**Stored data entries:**
----

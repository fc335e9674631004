//! Authentication middleware for protected endpoints.
//!
//! Token resolution order:
//! 1. `Authorization: MediaBrowser ..., Token="<token>"` (Jellyfin clients)
//! 2. `X-Emby-Token: <token>`
//! 3. `Authorization: Bearer <token>`
//! 4. `?api_key=<token>` query parameter

use axum::extract::{Request, State};
use axum::http::header;
use axum::middleware::Next;
use axum::response::{IntoResponse, Response};

use crate::config::AuthConfig;
use crate::error::{AppError, Error};
use crate::server::AppContext;

/// Check the request's credentials against the configured api key.
pub fn validate_auth(
    auth_config: &AuthConfig,
    authorization: Option<&str>,
    x_emby_token: Option<&str>,
    query: Option<&str>,
) -> bool {
    if !auth_config.enabled {
        return true;
    }
    let Some(api_key) = auth_config.api_key.as_deref().filter(|k| !k.is_empty()) else {
        return false;
    };

    if let Some(auth_value) = authorization {
        if auth_value.starts_with("MediaBrowser ") || auth_value.starts_with("Emby ") {
            if extract_mediabrowser_token(auth_value).as_deref() == Some(api_key) {
                return true;
            }
        }
    }

    if x_emby_token == Some(api_key) {
        return true;
    }

    if let Some(token) = authorization.and_then(|v| v.strip_prefix("Bearer ")) {
        if token == api_key {
            return true;
        }
    }

    query
        .and_then(query_api_key)
        .is_some_and(|token| token == api_key)
}

/// Extract Token value from MediaBrowser/Emby authorization header.
/// Format: `MediaBrowser Client="...", Device="...", Token="<token>"`
pub fn extract_mediabrowser_token(header: &str) -> Option<String> {
    for part in header.split(',') {
        let part = part.trim();
        let part = part
            .strip_prefix("MediaBrowser ")
            .or_else(|| part.strip_prefix("Emby "))
            .unwrap_or(part);
        if let Some(rest) = part.strip_prefix("Token=") {
            return Some(rest.trim_matches('"').to_string());
        }
    }
    None
}

fn query_api_key(query: &str) -> Option<&str> {
    query.split('&').find_map(|pair| {
        let (key, value) = pair.split_once('=')?;
        (key.eq_ignore_ascii_case("api_key") || key.eq_ignore_ascii_case("ApiKey")).then_some(value)
    })
}

/// Authentication middleware. Applied to protected routes only.
pub async fn auth_middleware(
    State(ctx): State<AppContext>,
    request: Request,
    next: Next,
) -> Result<Response, Response> {
    let headers = request.headers();
    let authorization = headers
        .get(header::AUTHORIZATION)
        .and_then(|v| v.to_str().ok());
    let x_emby_token = headers.get("X-Emby-Token").and_then(|v| v.to_str().ok());

    if validate_auth(
        &ctx.config.server.auth,
        authorization,
        x_emby_token,
        request.uri().query(),
    ) {
        Ok(next.run(request).await)
    } else {
        tracing::debug!(uri = %request.uri(), "Rejected unauthenticated request");
        Err(AppError::from(Error::Unauthorized("authentication required".into())).into_response())
    }
}

/// Generate a random API key
pub fn generate_api_key() -> String {
    use base64::engine::general_purpose::URL_SAFE_NO_PAD;
    use base64::Engine as _;
    use rand::Rng;
    let mut rng = rand::thread_rng();
    let bytes: [u8; 32] = rng.gen();
    URL_SAFE_NO_PAD.encode(bytes)
}

#[cfg(test)]
mod tests {
    use super::*;

    fn enabled(key: &str) -> AuthConfig {
        AuthConfig {
            enabled: true,
            api_key: Some(key.to_string()),
        }
    }

    #[test]
    fn test_disabled_accepts_everything() {
        assert!(validate_auth(&AuthConfig::default(), None, None, None));
    }

    #[test]
    fn test_missing_credentials_rejected() {
        assert!(!validate_auth(&enabled("k"), None, None, None));
    }

    #[test]
    fn test_mediabrowser_header() {
        let header = r#"MediaBrowser Client="Web", Device="Firefox", DeviceId="d1", Token="k""#;
        assert!(validate_auth(&enabled("k"), Some(header), None, None));
        assert!(!validate_auth(&enabled("other"), Some(header), None, None));
    }

    #[test]
    fn test_emby_token_header() {
        assert!(validate_auth(&enabled("k"), None, Some("k"), None));
        assert!(!validate_auth(&enabled("k"), None, Some("nope"), None));
    }

    #[test]
    fn test_bearer_header() {
        assert!(validate_auth(&enabled("k"), Some("Bearer k"), None, None));
        assert!(!validate_auth(&enabled("k"), Some("Bearer x"), None, None));
    }

    #[test]
    fn test_query_api_key() {
        assert!(validate_auth(&enabled("k"), None, None, Some("deviceId=d&api_key=k")));
        assert!(validate_auth(&enabled("k"), None, None, Some("ApiKey=k")));
        assert!(!validate_auth(&enabled("k"), None, None, Some("api_key=x")));
    }

    #[test]
    fn test_enabled_without_key_rejects() {
        let config = AuthConfig {
            enabled: true,
            api_key: None,
        };
        assert!(!validate_auth(&config, Some("Bearer "), Some(""), Some("api_key=")));
    }

    #[test]
    fn test_extract_mediabrowser_token() {
        let header = r#"MediaBrowser Token="abc", Client="Web""#;
        assert_eq!(extract_mediabrowser_token(header).as_deref(), Some("abc"));
        assert_eq!(extract_mediabrowser_token(r#"MediaBrowser Client="Web""#), None);
    }

    #[test]
    fn test_generate_api_key_is_unique() {
        let a = generate_api_key();
        let b = generate_api_key();
        assert_eq!(a.len(), 43);
        assert_ne!(a, b);
    }
}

----

**Instructions to follow:** The answer should be a bare number: the count of lines above in which the word "AppContext" occurs.

**Exercise result:** 2